The seminar “Banning Books: The Antwerp Indexes of Plantin, 1569-1571” will be held at the Museum Plantin-Moretus (Antwerp) on 13-14 June 2022.

This seminar is part of “Los límites del disenso”, a research project of the Autonomous University of Barcelona, and has been organized by Benito Rial Costas (Complutense University of Madrid).

Attendance is open to all at no charge, but registration is required:

Programme: Monday 13 June


“It Was Happening Here”

Benito Rial Costas (Complutense University of Madrid)


“The Measures of the Duke of Alba against Subversive and Heretic Printing in the Netherlands.
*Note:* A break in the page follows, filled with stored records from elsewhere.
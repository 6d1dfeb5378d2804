use super::{adopt, new_root, Inline, MarkupNode};
use crate::raw::{ColumnAlignment, RawMarkup, RawMarkupData};

markup_node! {
    /// A table, made of exactly one [`TableHead`] followed by one [`TableBody`].
    Table => visit_table
}

impl Table {
    /// Creates a table from its column alignments, head and body.
    pub fn new(column_alignments: Vec<Option<ColumnAlignment>>, head: TableHead, body: TableBody) -> Self {
        let data = RawMarkupData::Table { column_alignments };
        Self {
            markup: new_root(data, vec![head.markup.into_adopted_raw(), body.markup.into_adopted_raw()]),
        }
    }

    /// The alignment of each column, `None` for columns without an explicit alignment.
    pub fn column_alignments(&self) -> &[Option<ColumnAlignment>] {
        payload!(self, Table { column_alignments } => column_alignments.as_slice())
    }

    /// Replaces the column alignments.
    pub fn set_column_alignments(&mut self, column_alignments: Vec<Option<ColumnAlignment>>) {
        self.markup = self.markup.replacing_data(RawMarkupData::Table { column_alignments });
    }

    /// ## Panics
    /// If a rewrite left this table without a head.
    pub fn head(&self) -> TableHead {
        TableHead::from_markup(self.markup.structural_child(0))
    }

    /// ## Panics
    /// If a rewrite left this table without a body.
    pub fn body(&self) -> TableBody {
        TableBody::from_markup(self.markup.structural_child(1))
    }

    /// Replaces the head.
    pub fn set_head(&mut self, head: TableHead) {
        self.markup = self.markup.replacing_children_in_range(0..1, vec![head.markup.into_adopted_raw()]);
    }

    /// Replaces the body.
    pub fn set_body(&mut self, body: TableBody) {
        self.markup = self.markup.replacing_children_in_range(1..2, vec![body.markup.into_adopted_raw()]);
    }

    /// The number of columns of the widest row, head included, counting spanned cells once per spanned column.
    pub fn column_count(&self) -> usize {
        let widest_row = self.body().as_markup().raw().children().map(row_width).max().unwrap_or(0);
        row_width(self.head().as_markup().raw()).max(widest_row)
    }

    /// Whether the table has neither head cells nor body rows.
    pub fn is_empty(&self) -> bool {
        self.head().child_count() == 0 && self.body().child_count() == 0
    }
}

fn row_width(row: &RawMarkup) -> usize {
    row.children()
        .map(|cell| match cell.data() {
            RawMarkupData::TableCell { colspan, .. } => (*colspan).max(1) as usize,
            _ => 1,
        })
        .sum()
}

markup_node! {
    /// The header row of a [`Table`].
    TableHead => visit_table_head
}

impl TableHead {
    /// Creates a head row of the given cells.
    pub fn new<I>(cells: I) -> Self
    where
        I: IntoIterator<Item = TableCell>,
    {
        Self {
            markup: new_root(RawMarkupData::TableHead, adopt(cells)),
        }
    }
}

markup_node! {
    /// The rows of a [`Table`] below its head.
    TableBody => visit_table_body
}

impl TableBody {
    /// Creates a body of the given rows.
    pub fn new<I>(rows: I) -> Self
    where
        I: IntoIterator<Item = TableRow>,
    {
        Self {
            markup: new_root(RawMarkupData::TableBody, adopt(rows)),
        }
    }
}

markup_node! {
    /// A row of a [`TableBody`].
    TableRow => visit_table_row
}

impl TableRow {
    /// Creates a row of the given cells.
    pub fn new<I>(cells: I) -> Self
    where
        I: IntoIterator<Item = TableCell>,
    {
        Self {
            markup: new_root(RawMarkupData::TableRow, adopt(cells)),
        }
    }
}

markup_node! {
    /// A cell of a [`TableHead`] or [`TableRow`].
    TableCell => visit_table_cell
}

impl TableCell {
    /// Creates a cell spanning a single column and row.
    pub fn new<I>(inlines: I) -> Self
    where
        I: IntoIterator,
        I::Item: Into<Inline>,
    {
        Self::spanning(1, 1, inlines)
    }

    /// Creates a cell spanning `colspan` columns and `rowspan` rows. A span of `0` marks a cell that is covered by
    /// a neighbouring cell.
    pub fn spanning<I>(colspan: u32, rowspan: u32, inlines: I) -> Self
    where
        I: IntoIterator,
        I::Item: Into<Inline>,
    {
        let data = RawMarkupData::TableCell { colspan, rowspan };
        Self {
            markup: new_root(data, adopt(inlines.into_iter().map(Into::<Inline>::into))),
        }
    }

    /// The number of columns this cell spans.
    pub fn colspan(&self) -> u32 {
        payload!(self, TableCell { colspan } => *colspan)
    }

    /// The number of rows this cell spans.
    pub fn rowspan(&self) -> u32 {
        payload!(self, TableCell { rowspan } => *rowspan)
    }

    /// Changes the number of spanned columns.
    pub fn set_colspan(&mut self, colspan: u32) {
        let data = RawMarkupData::TableCell {
            colspan,
            rowspan: self.rowspan(),
        };
        self.markup = self.markup.replacing_data(data);
    }

    /// Changes the number of spanned rows.
    pub fn set_rowspan(&mut self, rowspan: u32) {
        let data = RawMarkupData::TableCell {
            colspan: self.colspan(),
            rowspan,
        };
        self.markup = self.markup.replacing_data(data);
    }
}
use std::fmt;

#[cfg(feature = "serde1")]
use serde::{Deserialize, Serialize};

/// The kind tag of a markup node.
#[derive(Debug, Clone, Copy, PartialEq, Eq, PartialOrd, Ord, Hash)]
#[cfg_attr(feature = "serde1", derive(Serialize, Deserialize))]
pub enum MarkupKind {
    Document,
    BlockQuote,
    CodeBlock,
    CustomBlock,
    HtmlBlock,
    ThematicBreak,
    Heading,
    ListItem,
    OrderedList,
    UnorderedList,
    Paragraph,
    BlockDirective,
    Table,
    TableHead,
    TableBody,
    TableRow,
    TableCell,
    DoxygenDiscussion,
    DoxygenNote,
    DoxygenAbstract,
    DoxygenParameter,
    DoxygenReturns,
    Text,
    Emphasis,
    Strong,
    Strikethrough,
    Image,
    InlineCode,
    InlineHtml,
    LineBreak,
    SoftBreak,
    Link,
    SymbolLink,
    CustomInline,
    InlineAttributes,
}

impl MarkupKind {
    /// Whether nodes of this kind may appear as children of a block container.
    pub fn is_block(self) -> bool {
        use MarkupKind::*;
        matches!(
            self,
            BlockQuote
                | CodeBlock
                | CustomBlock
                | HtmlBlock
                | ThematicBreak
                | Heading
                | ListItem
                | OrderedList
                | UnorderedList
                | Paragraph
                | BlockDirective
                | Table
                | DoxygenDiscussion
                | DoxygenNote
                | DoxygenAbstract
                | DoxygenParameter
                | DoxygenReturns
        )
    }

    /// Whether nodes of this kind may appear as children of an inline container.
    pub fn is_inline(self) -> bool {
        use MarkupKind::*;
        matches!(
            self,
            Text | Emphasis
                | Strong
                | Strikethrough
                | Image
                | InlineCode
                | InlineHtml
                | LineBreak
                | SoftBreak
                | Link
                | SymbolLink
                | CustomInline
                | InlineAttributes
        )
    }

    /// The family of nodes that nodes of this kind may contain.
    pub fn child_kinds(self) -> ChildKinds {
        use MarkupKind::*;
        match self {
            Document | BlockQuote | CustomBlock | ListItem | BlockDirective | DoxygenDiscussion | DoxygenNote
            | DoxygenAbstract | DoxygenParameter | DoxygenReturns => ChildKinds::Blocks,
            Heading | Paragraph | TableCell | Emphasis | Strong | Strikethrough | Image | Link | InlineAttributes => {
                ChildKinds::Inlines
            }
            OrderedList | UnorderedList => ChildKinds::ListItems,
            TableHead | TableRow => ChildKinds::TableCells,
            TableBody => ChildKinds::TableRows,
            Table => ChildKinds::TableSections,
            CodeBlock | HtmlBlock | ThematicBreak | Text | InlineCode | InlineHtml | LineBreak | SoftBreak
            | SymbolLink | CustomInline => ChildKinds::None,
        }
    }
}

impl fmt::Display for MarkupKind {
    fn fmt(&self, f: &mut fmt::Formatter<'_>) -> fmt::Result {
        fmt::Debug::fmt(self, f)
    }
}

/// Structural-containment rule of a node kind.
#[derive(Debug, Clone, Copy, PartialEq, Eq, Hash)]
pub enum ChildKinds {
    /// Leaf kinds never have children.
    None,
    Blocks,
    Inlines,
    ListItems,
    TableCells,
    TableRows,
    /// Exactly a [`TableHead`](MarkupKind::TableHead) followed by a [`TableBody`](MarkupKind::TableBody).
    TableSections,
}

impl ChildKinds {
    /// Whether a child of `kind` is admitted at position `index` of a parent following this rule.
    pub fn admits(self, index: usize, kind: MarkupKind) -> bool {
        match self {
            ChildKinds::None => false,
            ChildKinds::Blocks => kind.is_block(),
            ChildKinds::Inlines => kind.is_inline(),
            ChildKinds::ListItems => kind == MarkupKind::ListItem,
            ChildKinds::TableCells => kind == MarkupKind::TableCell,
            ChildKinds::TableRows => kind == MarkupKind::TableRow,
            ChildKinds::TableSections => match index {
                0 => kind == MarkupKind::TableHead,
                1 => kind == MarkupKind::TableBody,
                _ => false,
            },
        }
    }
}

/// State of a task list item's checkbox.
#[derive(Debug, Clone, Copy, PartialEq, Eq, Hash)]
#[cfg_attr(feature = "serde1", derive(Serialize, Deserialize))]
pub enum Checkbox {
    Checked,
    Unchecked,
}

/// Horizontal alignment of a table column.
#[derive(Debug, Clone, Copy, PartialEq, Eq, Hash)]
#[cfg_attr(feature = "serde1", derive(Serialize, Deserialize))]
pub enum ColumnAlignment {
    Left,
    Center,
    Right,
}

/// Kind-specific payload of a raw node.
///
/// The variant determines the node's [`MarkupKind`]. Structural equality of nodes compares this payload, but
/// never identities or source ranges.
#[derive(Debug, Clone, PartialEq, Eq, Hash)]
#[cfg_attr(feature = "serde1", derive(Serialize, Deserialize), serde(tag = "kind"))]
pub enum RawMarkupData {
    Document,
    BlockQuote,
    CodeBlock { language: Option<String>, code: String },
    CustomBlock,
    HtmlBlock { raw_html: String },
    ThematicBreak,
    /// `level` starts at `1`.
    Heading { level: u32 },
    ListItem { checkbox: Option<Checkbox> },
    /// `start_index` starts at `1`.
    OrderedList { start_index: u32 },
    UnorderedList,
    Paragraph,
    BlockDirective { name: String, argument_text: String },
    Table { column_alignments: Vec<Option<ColumnAlignment>> },
    TableHead,
    TableBody,
    TableRow,
    /// A span of `0` marks a cell covered by a neighbouring cell's span.
    TableCell { colspan: u32, rowspan: u32 },
    DoxygenDiscussion,
    DoxygenNote,
    DoxygenAbstract,
    DoxygenParameter { name: String },
    DoxygenReturns,
    Text { string: String },
    Emphasis,
    Strong,
    Strikethrough,
    Image { source: Option<String>, title: Option<String> },
    InlineCode { code: String },
    InlineHtml { raw_html: String },
    LineBreak,
    SoftBreak,
    Link { destination: Option<String>, title: Option<String> },
    SymbolLink { destination: Option<String> },
    CustomInline { text: String },
    InlineAttributes { attributes: String },
}

impl RawMarkupData {
    /// The kind tag of this payload.
    pub fn kind(&self) -> MarkupKind {
        match self {
            RawMarkupData::Document => MarkupKind::Document,
            RawMarkupData::BlockQuote => MarkupKind::BlockQuote,
            RawMarkupData::CodeBlock { .. } => MarkupKind::CodeBlock,
            RawMarkupData::CustomBlock => MarkupKind::CustomBlock,
            RawMarkupData::HtmlBlock { .. } => MarkupKind::HtmlBlock,
            RawMarkupData::ThematicBreak => MarkupKind::ThematicBreak,
            RawMarkupData::Heading { .. } => MarkupKind::Heading,
            RawMarkupData::ListItem { .. } => MarkupKind::ListItem,
            RawMarkupData::OrderedList { .. } => MarkupKind::OrderedList,
            RawMarkupData::UnorderedList => MarkupKind::UnorderedList,
            RawMarkupData::Paragraph => MarkupKind::Paragraph,
            RawMarkupData::BlockDirective { .. } => MarkupKind::BlockDirective,
            RawMarkupData::Table { .. } => MarkupKind::Table,
            RawMarkupData::TableHead => MarkupKind::TableHead,
            RawMarkupData::TableBody => MarkupKind::TableBody,
            RawMarkupData::TableRow => MarkupKind::TableRow,
            RawMarkupData::TableCell { .. } => MarkupKind::TableCell,
            RawMarkupData::DoxygenDiscussion => MarkupKind::DoxygenDiscussion,
            RawMarkupData::DoxygenNote => MarkupKind::DoxygenNote,
            RawMarkupData::DoxygenAbstract => MarkupKind::DoxygenAbstract,
            RawMarkupData::DoxygenParameter { .. } => MarkupKind::DoxygenParameter,
            RawMarkupData::DoxygenReturns => MarkupKind::DoxygenReturns,
            RawMarkupData::Text { .. } => MarkupKind::Text,
            RawMarkupData::Emphasis => MarkupKind::Emphasis,
            RawMarkupData::Strong => MarkupKind::Strong,
            RawMarkupData::Strikethrough => MarkupKind::Strikethrough,
            RawMarkupData::Image { .. } => MarkupKind::Image,
            RawMarkupData::InlineCode { .. } => MarkupKind::InlineCode,
            RawMarkupData::InlineHtml { .. } => MarkupKind::InlineHtml,
            RawMarkupData::LineBreak => MarkupKind::LineBreak,
            RawMarkupData::SoftBreak => MarkupKind::SoftBreak,
            RawMarkupData::Link { .. } => MarkupKind::Link,
            RawMarkupData::SymbolLink { .. } => MarkupKind::SymbolLink,
            RawMarkupData::CustomInline { .. } => MarkupKind::CustomInline,
            RawMarkupData::InlineAttributes { .. } => MarkupKind::InlineAttributes,
        }
    }

    /// Checks the payload's own requirements, independent of any children.
    pub(crate) fn check(&self) -> Result<(), String> {
        match *self {
            RawMarkupData::Heading { level: 0 } => Err("heading level must be at least 1".to_string()),
            RawMarkupData::OrderedList { start_index: 0 } => {
                Err("ordered list start index must be at least 1".to_string())
            }
            _ => Ok(()),
        }
    }
}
Legislation, Control of Booksellers and the Preparation of the Index Librorum Prohibitorum of 1570”

Gustaaf Janssens (KU Leuven)


“Pressure, Punishment and Reintegration: Royal Pardons Letters for Printers in the Wake of the Antwerp Indexes, 1568-1590”

Hans Cools (KU Leuven) and Gert Gielis (Archives de l’État en Belgique)


“New Insights into the Printing History of the 1570 Index Librorum Prohibitorum

Kristof Selleslach (Museum Plantin-Moretus)


“The Spread of the Antwerp Indexes of Prohibited Books, 1569-1571: A Long-Time Study”

Renaud Adam (Arenberg Auctions)




“What Kind of Dutch Secular Books the Authorities Were Afraid of?”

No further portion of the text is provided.